*** Opening of Given records ***

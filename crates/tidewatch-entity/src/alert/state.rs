//! Alert lifecycle state.

use serde::{Deserialize, Serialize};
use std::fmt;

/// Effective state of an alert at a given instant.
///
/// `Expired` and `Deactivated` are terminal and absorbing.
#[derive(Debug, Clone, Copy, PartialEq, Eq, Hash, Serialize, Deserialize)]
#[serde(rename_all = "lowercase")]
pub enum AlertState {
    /// Active and not yet expired.
    Active,
    /// Past its `expires_at`.
    Expired,
    /// Explicitly switched off.
    Deactivated,
}

impl AlertState {
    /// Check if this is a terminal state.
    pub fn is_terminal(&self) -> bool {
        !matches!(self, Self::Active)
    }

    /// Return the state as a lowercase string.
    pub fn as_str(&self) -> &'static str {
        match self {
            Self::Active => "active",
            Self::Expired => "expired",
            Self::Deactivated => "deactivated",
        }
    }
}

impl fmt::Display for AlertState {
    fn fmt(&self, f: &mut fmt::Formatter<'_>) -> fmt::Result {
        write!(f, "{}", self.as_str())
    }
}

*** Close of Given records ***

What is needed = From the first entry above to the last, repeat everything exactly.

Written response =
filename crates/tidewatch-entity/src/alert/state.rs
//! Alert lifecycle state.

use serde::{Deserialize, Serialize};
use std::fmt;

/// Effective state of an alert at a given instant.
///
/// `Expired` and `Deactivated` are terminal and absorbing.
#[derive(Debug, Clone, Copy, PartialEq, Eq, Hash, Serialize, Deserialize)]
#[serde(rename_all = "lowercase")]
pub enum AlertState {
    /// Active and not yet expired.
    Active,
    /// Past its `expires_at`.
    Expired,
    /// Explicitly switched off.
    Deactivated,
}

impl AlertState {
    /// Check if this is a terminal state.
    pub fn is_terminal(&self) -> bool {
        !matches!(self, Self::Active)
    }

    /// Return the state as a lowercase string.
    pub fn as_str(&self) -> &'static str {
        match self {
            Self::Active => "active",
            Self::Expired => "expired",
            Self::Deactivated => "deactivated",
        }
    }
}

impl fmt::Display for AlertState {
    fn fmt(&self, f: &mut fmt::Formatter<'_>) -> fmt::Result {
        write!(f, "{}", self.as_str())
    }
}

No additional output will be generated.